The periodic statements and warnings issued by the reclusive Afghan Taliban chief, Mullah Omar – usually around the time of Eid – always provide an insight into his thinking and the Taliban’s position on various issues. The statement issued on 25 July is no different.
There has been much speculation about differences between the military and the political command of the Taliban over the reconciliation process. While the latter has been open to the idea of engaging with the international community, the former has been opposed to it. Mullah Omar’s latest statement, however, shows that despite his amicability to the process, the prospects for the new Afghan president to achieve a breakthrough with the Taliban are quite remote.
There are three main takeaways from his statement that point in this direction. The first concerns the Afghan elections and how that is likely to colour the Taliban’s perception of the next government. Omar criticised the elections as a “fake process”, where the selection is made by the US. As “power is in the hands of the invaders”, the US agenda is implemented through its “internal allies” with no consideration for the interests of Afghanistan or its people.
This is consistent with the Taliban’s previous statements on the elections. Over the past two years, the Taliban has already rejected the electoral process on numerous occasions. Mullah Omar himself claimed that the elections were a “waste of time” in his Eid message last year.
The Taliban’s rejection of the elections suggests that it will view the new leadership in Kabul in the same vein as it has viewed the incumbent president, Hamid Karzai. Karzai has been labelled a Western puppet and his government the “invaders-installed administration.” Ashraf Ghani – the leading presidential candidate as per the disputed preliminary results – has already been described by the Taliban as the best candidate to further American interests in Afghanistan on account of his education and stay in the US. In its statement, the insurgent group also claimed that Ghani will emerge victorious in the elections for this reason.
This denunciation of the electoral process, and consequently the next president, will create roadblocks for any progress in the reconciliation process. The Taliban has used its perception of the current government as a pretext to reject any peace overtures. It is thus unlikely that the new leader will be able to make much headway with the Taliban after assuming office.
Besides the group’s perception of the present and future Afghan government, its perception of itself as the legitimate government of Afghanistan – the Islamic Emirate – that was illegally usurped by foreign invaders in 2001 is another obstacle.
The Afghan government and the international community have been pushing the Taliban into opening a political office that can facilitate the peace talks, but not serve as an embassy of the Islamic Emirate as desired by the Taliban. It was differences over the purpose of such an office that resulted in its premature closure in July 2013.

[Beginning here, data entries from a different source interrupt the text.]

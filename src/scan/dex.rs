//! DEX header parsing and structural validation.
//!
//! The magic and endian tag are hard requirements; every other internal
//! inconsistency is recorded as an anomaly flag on the returned header, since
//! protectors deliberately corrupt or repurpose header fields and those
//! corruptions are classification evidence.

use tracing::debug;

use crate::core::dex::{
    AnomalyFlags, DexHeader, Endian, DEX_HEADER_SIZE, ENDIAN_CONSTANT, REVERSE_ENDIAN_CONSTANT,
};
use crate::error::{DexProbeError, Result};
use crate::scan::reader::Reader;

/// Offset of the endian_tag field.
const ENDIAN_TAG_OFFSET: usize = 0x28;

/// Offset of the checksum field; the stored Adler-32 covers everything after
/// it, i.e. from the signature field to end of file.
const SIGNATURE_OFFSET: usize = 0x0c;

/// DEX versions this parser recognizes.
const ACCEPTED_VERSIONS: [&[u8; 3]; 7] = [b"035", b"036", b"037", b"038", b"039", b"040", b"041"];

/// A successfully parsed header plus the non-fatal findings that came with it.
#[derive(Debug, Clone)]
pub struct ParsedDex {
    pub header: DexHeader,
    pub anomalies: AnomalyFlags,
    /// Human-readable rendering of `anomalies`, in flag order.
    pub warnings: Vec<String>,
}

/// Parse and validate the fixed DEX header region.
///
/// Fails only on a buffer too short for the header, an unrecognized magic, or
/// an unrecognized endian tag. Size/offset invariant violations come back as
/// anomaly flags alongside the header.
pub fn parse(bytes: &[u8]) -> Result<ParsedDex> {
    let mut r = Reader::new(bytes);

    // Magic is always read verbatim and pattern-matched, never endian-decoded.
    let magic: [u8; 8] = r.read_bytes(8)?.try_into().unwrap();
    if &magic[..4] != b"dex\n"
        || magic[7] != 0
        || !ACCEPTED_VERSIONS.iter().any(|v| **v == magic[4..7])
    {
        return Err(DexProbeError::InvalidMagic(format!(
            "{:02x?}",
            &magic[..]
        )));
    }

    // The endian tag governs every other multi-byte field, so resolve it
    // before decoding anything else. Its raw little-endian reading equals the
    // reverse constant exactly when the file is big-endian.
    r.seek(ENDIAN_TAG_OFFSET)?;
    let raw_tag = r.read_u32(Endian::Little)?;
    let (endian, endian_tag) = match raw_tag {
        ENDIAN_CONSTANT => (Endian::Little, ENDIAN_CONSTANT),
        REVERSE_ENDIAN_CONSTANT => (Endian::Big, REVERSE_ENDIAN_CONSTANT),
        other => return Err(DexProbeError::InvalidEndianTag(other)),
    };
    debug!(version = %String::from_utf8_lossy(&magic[4..7]), ?endian, "dex magic accepted");

    r.seek(0x08)?;
    let checksum = r.read_u32(endian)?;
    let signature: [u8; 20] = r.read_bytes(20)?.try_into().unwrap();
    let file_size = r.read_u32(endian)?;
    let header_size = r.read_u32(endian)?;
    r.seek(ENDIAN_TAG_OFFSET + 4)?;
    let link_size = r.read_u32(endian)?;
    let link_off = r.read_u32(endian)?;
    let map_off = r.read_u32(endian)?;
    let string_ids_size = r.read_u32(endian)?;
    let string_ids_off = r.read_u32(endian)?;
    let type_ids_size = r.read_u32(endian)?;
    let type_ids_off = r.read_u32(endian)?;
    let proto_ids_size = r.read_u32(endian)?;
    let proto_ids_off = r.read_u32(endian)?;
    let field_ids_size = r.read_u32(endian)?;
    let field_ids_off = r.read_u32(endian)?;
    let method_ids_size = r.read_u32(endian)?;
    let method_ids_off = r.read_u32(endian)?;
    let class_defs_size = r.read_u32(endian)?;
    let class_defs_off = r.read_u32(endian)?;
    let data_size = r.read_u32(endian)?;
    let data_off = r.read_u32(endian)?;

    let header = DexHeader {
        magic,
        checksum,
        signature,
        file_size,
        header_size,
        endian_tag,
        link_size,
        link_off,
        map_off,
        string_ids_size,
        string_ids_off,
        type_ids_size,
        type_ids_off,
        proto_ids_size,
        proto_ids_off,
        field_ids_size,
        field_ids_off,
        method_ids_size,
        method_ids_off,
        class_defs_size,
        class_defs_off,
        data_size,
        data_off,
    };

    let anomalies = validate(&header, bytes);
    let warnings = warning_messages(&header, bytes, anomalies);
    if !anomalies.is_empty() {
        debug!(anomalies = ?anomalies.names(), "dex header anomalies recorded");
    }

    Ok(ParsedDex {
        header,
        anomalies,
        warnings,
    })
}

/// Per-entry byte width of each id table, used for the extent invariant.
fn table_extents(h: &DexHeader) -> [(u32, u32, u64); 6] {
    [
        (h.string_ids_size, h.string_ids_off, 4),
        (h.type_ids_size, h.type_ids_off, 4),
        (h.proto_ids_size, h.proto_ids_off, 12),
        (h.field_ids_size, h.field_ids_off, 8),
        (h.method_ids_size, h.method_ids_off, 8),
        (h.class_defs_size, h.class_defs_off, 32),
    ]
}

fn validate(h: &DexHeader, bytes: &[u8]) -> AnomalyFlags {
    let mut flags = AnomalyFlags::empty();

    if h.file_size as usize != bytes.len() {
        flags |= AnomalyFlags::SIZE_MISMATCH;
    }
    if h.header_size != DEX_HEADER_SIZE as u32 {
        flags |= AnomalyFlags::NONSTANDARD_HEADER_SIZE;
    }

    // header_size + sum of declared table extents must fit in file_size
    let mut total = h.header_size as u64 + h.link_size as u64 + h.data_size as u64;
    for (size, _, width) in table_extents(h) {
        total += size as u64 * width;
    }
    if total > h.file_size as u64 {
        flags |= AnomalyFlags::EXTENT_OVERFLOW;
    }

    // offsets for non-empty regions must lie within [header_size, file_size)
    let in_bounds = |off: u32| off >= h.header_size && off < h.file_size;
    for (size, off, _) in table_extents(h) {
        if size > 0 && !in_bounds(off) {
            flags |= AnomalyFlags::TABLE_OUT_OF_BOUNDS;
        }
    }
    if h.link_size > 0 && !in_bounds(h.link_off) {
        flags |= AnomalyFlags::TABLE_OUT_OF_BOUNDS;
    }
    if h.data_size > 0 && !in_bounds(h.data_off) {
        flags |= AnomalyFlags::TABLE_OUT_OF_BOUNDS;
    }
    if h.map_off != 0 && !in_bounds(h.map_off) {
        flags |= AnomalyFlags::TABLE_OUT_OF_BOUNDS;
    }

    if adler32(&bytes[SIGNATURE_OFFSET..]) != h.checksum {
        flags |= AnomalyFlags::CHECKSUM_MISMATCH;
    }

    flags
}

fn warning_messages(h: &DexHeader, bytes: &[u8], flags: AnomalyFlags) -> Vec<String> {
    let mut out = Vec::new();
    if flags.contains(AnomalyFlags::SIZE_MISMATCH) {
        out.push(format!(
            "declared file_size {} disagrees with actual length {}",
            h.file_size,
            bytes.len()
        ));
    }
    if flags.contains(AnomalyFlags::EXTENT_OVERFLOW) {
        out.push("declared table extents exceed file_size".to_string());
    }
    if flags.contains(AnomalyFlags::TABLE_OUT_OF_BOUNDS) {
        out.push("a non-empty table's offset lies outside the file body".to_string());
    }
    if flags.contains(AnomalyFlags::NONSTANDARD_HEADER_SIZE) {
        out.push(format!("header_size {:#x} is not the standard 0x70", h.header_size));
    }
    if flags.contains(AnomalyFlags::CHECKSUM_MISMATCH) {
        out.push("stored Adler-32 checksum does not match file contents".to_string());
    }
    out
}

/// Adler-32 as used by the DEX checksum field.
pub(crate) fn adler32(data: &[u8]) -> u32 {
    const MOD: u32 = 65_521;
    let mut a = 1u32;
    let mut b = 0u32;
    for &byte in data {
        a = (a + byte as u32) % MOD;
        b = (b + a) % MOD;
    }
    (b << 16) | a
}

Omar’s statement suggests that the Taliban continues to view the purpose of an office as a front from where it can liaise with the international community. He claimed that due to the efforts of the political office the “Islamic Emirate has gained a political façade” among the international community, which has now “come around to accept the Islamic Emirate as a reality.” Omar also credited the office for facilitating the prisoner exchange with the US – in return for the release of US Sgt. Bowe Bergadahl – in May describing it as a “spectacular achievement.”
Finally, Omar’s comments about the American military presence in Afghanistan post-2014 are also important from the perspective of the reconciliation process. Omar warned that “presence of limited number of troops under whatever title it may be will mean continuation of occupation and the war”. He asserted that the war in Afghanistan “will come to an end when all foreign invaders pull out of Afghanistan.”
The Taliban has repeatedly demanded the complete withdrawal of all foreign troops from the country as one of its preconditions for entering into a peace settlement. It has denounced the Bilateral Security Agreement (BSA), which outlines the nature and size of the US military presence in Afghanistan post-2014, and called upon the Afghan government to reject the BSA as well.
However, both Abdullah Abdullah and Ashraf Ghani have indicated their willingness to sign the BSA after the elections. Thus, it is likely that the US will continue to maintain a residual force of about 10,000 to 16,000 troops in Afghanistan post-2014, thereby providing the Taliban, and especially the hardliners within the movement, with another excuse to prolong its military campaign.
The views expressed in this article are solely those of the author.